Human Rights Watch says interviews with ten witnesses, including five medical personnel, video footage of the attacks, and photographs of the remnants strongly suggest that government forces dropped barrel bombs containing embedded chlorine gas cylinders in attacks from 11 to 21 April on three towns in northwestern Syria. Witnesses told Human Rights Watch they saw a helicopter dropping a barrel bomb or heard a helicopter immediately prior to an explosion, followed immediately by a peculiar odor. The witnesses consistently described the clinical signs and symptoms of exposure to a choking agent (also known as a lung or pulmonary agent) by victims.
According to doctors who treated the victims and subsequently spoke to Human Rights Watch, these attacks killed at least eleven people and resulted in symptoms consistent with exposure to chlorine in nearly 500 other people. The attacks documented by Human Rights Watch are:
- On Keferzita, a town northwest of the city of Hama in the Hama governorate, on 11 and 18 April which killed two people and affected an estimated 200 people, five of them seriously, according to a local doctor;
- On al-Teman’a, a small town north of the city of Hama in Idlib governorate on 13 and 18 April that killed at least six and affected approximately 150 people, according to a member of the medical team in the field hospital and a second witness; and
- On Telmans, a town southeast of the city of Idlib in Idlib governorate, on 21 April that killed three people and affected an estimated 133, according to a volunteer at the local field hospital.

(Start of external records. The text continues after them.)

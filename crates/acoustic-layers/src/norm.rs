//! Batch Normalization по оси признаков.

use candle_core::{D, ModuleT, Result, Tensor};
use candle_nn::VarBuilder;

use crate::init::{ONES, ZEROS};

/// Epsilon Keras `BatchNormalization` по умолчанию.
pub const DEFAULT_EPS: f64 = 1e-3;

/// BatchNormalization для тензоров `(batch, time, features)`.
///
/// Инференс использует скользящие статистики (`moving_mean`, `moving_variance`),
/// режим обучения: статистики текущего батча по осям batch и time.
/// Скользящие статистики не обновляются: цикла обучения здесь нет.
pub struct BatchNorm {
    gamma: Tensor,
    beta: Tensor,
    moving_mean: Tensor,
    moving_variance: Tensor,
    eps: f64,
}

impl BatchNorm {
    pub fn load(features: usize, vb: VarBuilder) -> Result<Self> {
        let gamma = vb.get_with_hints(features, "gamma", ONES)?;
        let beta = vb.get_with_hints(features, "beta", ZEROS)?;
        let moving_mean = vb.get_with_hints(features, "moving_mean", ZEROS)?;
        let moving_variance = vb.get_with_hints(features, "moving_variance", ONES)?;
        Ok(Self {
            gamma,
            beta,
            moving_mean,
            moving_variance,
            eps: DEFAULT_EPS,
        })
    }

    /// Количество нормализуемых признаков.
    pub fn features(&self) -> Result<usize> {
        self.gamma.dim(0)
    }

    fn batch_statistics(x: &Tensor) -> Result<(Tensor, Tensor)> {
        let features = x.dim(D::Minus1)?;
        let flat = x.contiguous()?.reshape(((), features))?;
        let mean = flat.mean(0)?;
        let var = flat.broadcast_sub(&mean)?.sqr()?.mean(0)?;
        Ok((mean, var))
    }
}

impl ModuleT for BatchNorm {
    fn forward_t(&self, x: &Tensor, train: bool) -> Result<Tensor> {
        let (mean, var) = if train {
            Self::batch_statistics(x)?
        } else {
            (self.moving_mean.clone(), self.moving_variance.clone())
        };

        let std = (var + self.eps)?.sqrt()?;
        x.broadcast_sub(&mean)?
            .broadcast_div(&std)?
            .broadcast_mul(&self.gamma)?
            .broadcast_add(&self.beta)
    }
}

#[cfg(test)]
mod tests {
    use std::collections::HashMap;

    use candle_core::{DType, Device};

    use super::*;

    fn bn(gamma: f32, beta: f32, mean: f32, var: f32) -> BatchNorm {
        let device = Device::Cpu;
        let mut tensors = HashMap::new();
        for (name, v) in [
            ("gamma", gamma),
            ("beta", beta),
            ("moving_mean", mean),
            ("moving_variance", var),
        ] {
            tensors.insert(name.to_string(), Tensor::new(&[v], &device).unwrap());
        }
        BatchNorm::load(1, VarBuilder::from_tensors(tensors, DType::F32, &device)).unwrap()
    }

    #[test]
    fn test_inference_uses_moving_statistics() {
        let norm = bn(2.0, 1.0, 1.0, 3.0);
        let x = Tensor::new(&[[[3.0f32]]], &Device::Cpu).unwrap();
        let out: Vec<f32> = norm.forward_t(&x, false).unwrap().flatten_all().unwrap().to_vec1().unwrap();
        let expected = (3.0 - 1.0) / (3.0f32 + 1e-3).sqrt() * 2.0 + 1.0;
        assert!((out[0] - expected).abs() < 1e-5);
    }

    #[test]
    fn test_training_centers_batch() {
        let norm = bn(1.0, 0.5, 100.0, 100.0);
        let x = Tensor::new(&[[[1.0f32], [2.0], [3.0], [6.0]]], &Device::Cpu).unwrap();
        let out: Vec<f32> = norm.forward_t(&x, true).unwrap().flatten_all().unwrap().to_vec1().unwrap();
        let mean: f32 = out.iter().sum::<f32>() / out.len() as f32;
        assert!((mean - 0.5).abs() < 1e-5);
    }

    #[test]
    fn test_features_count() {
        let vb = VarBuilder::zeros(DType::F32, &Device::Cpu);
        let norm = BatchNorm::load(4, vb).unwrap();
        assert_eq!(norm.features().unwrap(), 4);
    }
}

Al-Teman’a is seven kilometers from Khan Sheikhoun, which witnesses said is the nearest front line; Keferzita is ten kilometers from Khan Sheikhoun. In an attack on Keferzita on 11 April, a witness stated that fighters from an armed non-state armed group occupied a position 500 meters outside of town.
Video evidence and information published by local activists also suggest that barrel bombs with chlorine were used in Keferzita on 12 April. Human Rights Watch says it was not able to corroborate these reports with witness accounts.
Seven of ten people interviewed by Human Rights Watch reported smelling a distinct odor in the area targeted by the barrel bombs. They remarked that this odor was familiar and similar to that of common household cleaners. The witnesses are likely referring to bleach-containing cleaners, which comprise several chlorine-containing compounds, mainly hypochlorous acid. When chlorine gas dissolves in water, including water vapor in the air and water in the mucous membranes in the nose, hypochlorous acid is formed in large amounts. The report of an odor similar to that of household cleaners is consistent with the presence of chlorine gas.
Several interviewees reported that the odor lingered for several hours. Although chlorine gas itself is not persistent, these accounts are consistent with the persistence in the environment of hypochlorite compounds formed from the chlorine gas when it mixes with vapor in the air and mucous membranes in the nose.
Half of the people interviewed by Human Rights Watch reported that the explosion of the barrel bombs produced “yellow smoke” or “dark yellowish smoke” in addition to the usual smoke from bomb explosions. A video shot on the western edge of Keferzita and uploaded to YouTube on 11 April shows the near vertical descent and detonation of an unidentified munition fully consistent with a barrel bomb dropped by helicopter. Several seconds after the explosion, a distinct yellow patch forms at the base of a large cloud of dust and debris drifting to the east. Pure chlorine is a pale yellowish green in color. Such reports of an unusual “yellow smoke” at the attack site are consistent with the release of chlorine gas from the rupture of industrial compressed gas cylinders.